[Stored data]
···

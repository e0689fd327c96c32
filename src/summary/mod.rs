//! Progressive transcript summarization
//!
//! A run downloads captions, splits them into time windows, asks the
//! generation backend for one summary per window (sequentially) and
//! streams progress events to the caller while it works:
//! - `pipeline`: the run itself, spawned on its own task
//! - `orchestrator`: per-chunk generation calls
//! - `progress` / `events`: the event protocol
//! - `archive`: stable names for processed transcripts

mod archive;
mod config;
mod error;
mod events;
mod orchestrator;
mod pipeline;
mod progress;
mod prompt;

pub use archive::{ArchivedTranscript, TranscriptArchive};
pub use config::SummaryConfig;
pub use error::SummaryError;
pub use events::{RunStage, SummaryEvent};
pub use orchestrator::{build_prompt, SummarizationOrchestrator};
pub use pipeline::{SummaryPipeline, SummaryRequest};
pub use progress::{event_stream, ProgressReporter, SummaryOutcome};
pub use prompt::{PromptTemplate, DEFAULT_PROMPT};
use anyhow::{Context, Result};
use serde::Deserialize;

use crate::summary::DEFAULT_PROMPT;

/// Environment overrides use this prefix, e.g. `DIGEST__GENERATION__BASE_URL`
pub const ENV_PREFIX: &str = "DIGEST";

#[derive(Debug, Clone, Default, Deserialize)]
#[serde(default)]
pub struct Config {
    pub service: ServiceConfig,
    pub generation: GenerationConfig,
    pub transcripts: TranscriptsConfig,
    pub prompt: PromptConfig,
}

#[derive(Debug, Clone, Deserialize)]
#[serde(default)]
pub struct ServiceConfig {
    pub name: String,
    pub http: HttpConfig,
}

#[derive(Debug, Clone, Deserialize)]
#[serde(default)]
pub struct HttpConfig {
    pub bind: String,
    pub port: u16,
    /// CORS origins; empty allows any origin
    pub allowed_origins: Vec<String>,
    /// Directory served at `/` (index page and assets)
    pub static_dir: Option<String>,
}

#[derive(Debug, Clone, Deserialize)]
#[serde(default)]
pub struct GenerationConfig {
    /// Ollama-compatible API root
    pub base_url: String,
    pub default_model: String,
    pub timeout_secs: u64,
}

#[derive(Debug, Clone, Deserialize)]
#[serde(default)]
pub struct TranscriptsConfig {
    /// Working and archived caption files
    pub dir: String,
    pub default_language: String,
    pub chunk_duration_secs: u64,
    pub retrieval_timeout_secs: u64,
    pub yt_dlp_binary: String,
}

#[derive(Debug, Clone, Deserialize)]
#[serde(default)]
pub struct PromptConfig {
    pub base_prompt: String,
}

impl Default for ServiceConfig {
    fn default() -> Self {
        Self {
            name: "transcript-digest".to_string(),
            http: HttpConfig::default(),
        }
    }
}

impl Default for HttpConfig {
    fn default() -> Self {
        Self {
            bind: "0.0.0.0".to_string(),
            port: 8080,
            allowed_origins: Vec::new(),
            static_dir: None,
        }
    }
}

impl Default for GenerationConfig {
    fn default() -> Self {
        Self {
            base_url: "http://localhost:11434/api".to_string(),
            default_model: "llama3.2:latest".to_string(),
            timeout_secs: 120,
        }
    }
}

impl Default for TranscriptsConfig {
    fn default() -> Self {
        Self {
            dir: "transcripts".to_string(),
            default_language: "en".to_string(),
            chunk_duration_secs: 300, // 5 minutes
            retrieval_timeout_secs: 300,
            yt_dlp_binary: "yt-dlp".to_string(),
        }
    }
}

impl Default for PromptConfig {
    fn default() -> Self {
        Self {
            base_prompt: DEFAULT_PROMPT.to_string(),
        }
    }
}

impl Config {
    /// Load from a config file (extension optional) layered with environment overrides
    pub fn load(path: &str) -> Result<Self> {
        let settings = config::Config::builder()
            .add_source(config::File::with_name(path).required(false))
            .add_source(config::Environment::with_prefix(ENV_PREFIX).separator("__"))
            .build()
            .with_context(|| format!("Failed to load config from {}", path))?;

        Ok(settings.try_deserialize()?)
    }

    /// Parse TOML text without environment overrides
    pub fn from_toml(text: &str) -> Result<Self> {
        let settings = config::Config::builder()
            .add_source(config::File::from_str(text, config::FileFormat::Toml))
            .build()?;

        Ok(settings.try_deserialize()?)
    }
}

···

**Your goal**
An exact copy of all the records is the only acceptable answer.

**Task response**
repository e0689fd327c96c32
filename src/summary/mod.rs
//! Progressive transcript summarization
//!
//! A run downloads captions, splits them into time windows, asks the
//! generation backend for one summary per window (sequentially) and
//! streams progress events to the caller while it works:
//! - `pipeline`: the run itself, spawned on its own task
//! - `orchestrator`: per-chunk generation calls
//! - `progress` / `events`: the event protocol
//! - `archive`: stable names for processed transcripts

mod archive;
mod config;
mod error;
mod events;
mod orchestrator;
mod pipeline;
mod progress;
mod prompt;

pub use archive::{ArchivedTranscript, TranscriptArchive};
pub use config::SummaryConfig;
pub use error::SummaryError;
pub use events::{RunStage, SummaryEvent};
pub use orchestrator::{build_prompt, SummarizationOrchestrator};
pub use pipeline::{SummaryPipeline, SummaryRequest};
pub use progress::{event_stream, ProgressReporter, SummaryOutcome};
pub use prompt::{PromptTemplate, DEFAULT_PROMPT};
use anyhow::{Context, Result};
use serde::Deserialize;

use crate::summary::DEFAULT_PROMPT;

/// Environment overrides use this prefix, e.g. `DIGEST__GENERATION__BASE_URL`
pub const ENV_PREFIX: &str = "DIGEST";

#[derive(Debug, Clone, Default, Deserialize)]
#[serde(default)]
pub struct Config {
    pub service: ServiceConfig,
    pub generation: GenerationConfig,
    pub transcripts: TranscriptsConfig,
    pub prompt: PromptConfig,
}

#[derive(Debug, Clone, Deserialize)]
#[serde(default)]
pub struct ServiceConfig {
    pub name: String,
    pub http: HttpConfig,
}

#[derive(Debug, Clone, Deserialize)]
#[serde(default)]
pub struct HttpConfig {
    pub bind: String,
    pub port: u16,
    /// CORS origins; empty allows any origin
    pub allowed_origins: Vec<String>,
    /// Directory served at `/` (index page and assets)
    pub static_dir: Option<String>,
}

#[derive(Debug, Clone, Deserialize)]
#[serde(default)]
pub struct GenerationConfig {
    /// Ollama-compatible API root
    pub base_url: String,
    pub default_model: String,
    pub timeout_secs: u64,
}

#[derive(Debug, Clone, Deserialize)]
#[serde(default)]
pub struct TranscriptsConfig {
    /// Working and archived caption files
    pub dir: String,
    pub default_language: String,
    pub chunk_duration_secs: u64,
    pub retrieval_timeout_secs: u64,
    pub yt_dlp_binary: String,
}

#[derive(Debug, Clone, Deserialize)]
#[serde(default)]
pub struct PromptConfig {
    pub base_prompt: String,
}

impl Default for ServiceConfig {
    fn default() -> Self {
        Self {
            name: "transcript-digest".to_string(),
            http: HttpConfig::default(),
        }
    }
}

impl Default for HttpConfig {
    fn default() -> Self {
        Self {
            bind: "0.0.0.0".to_string(),
            port: 8080,
            allowed_origins: Vec::new(),
            static_dir: None,
        }
    }
}

impl Default for GenerationConfig {
    fn default() -> Self {
        Self {
            base_url: "http://localhost:11434/api".to_string(),
            default_model: "llama3.2:latest".to_string(),
            timeout_secs: 120,
        }
    }
}

impl Default for TranscriptsConfig {
    fn default() -> Self {
        Self {
            dir: "transcripts".to_string(),
            default_language: "en".to_string(),
            chunk_duration_secs: 300, // 5 minutes
            retrieval_timeout_secs: 300,
            yt_dlp_binary: "yt-dlp".to_string(),
        }
    }
}

impl Default for PromptConfig {
    fn default() -> Self {
        Self {
            base_prompt: DEFAULT_PROMPT.to_string(),
        }
    }
}

impl Config {
    /// Load from a config file (extension optional) layered with environment overrides
    pub fn load(path: &str) -> Result<Self> {
        let settings = config::Config::builder()
            .add_source(config::File::with_name(path).required(false))
            .add_source(config::Environment::with_prefix(ENV_PREFIX).separator("__"))
            .build()
            .with_context(|| format!("Failed to load config from {}", path))?;

        Ok(settings.try_deserialize()?)
    }

    /// Parse TOML text without environment overrides
    pub fn from_toml(text: &str) -> Result<Self> {
        let settings = config::Config::builder()
            .add_source(config::File::from_str(text, config::FileFormat::Toml))
            .build()?;

        Ok(settings.try_deserialize()?)
    }
}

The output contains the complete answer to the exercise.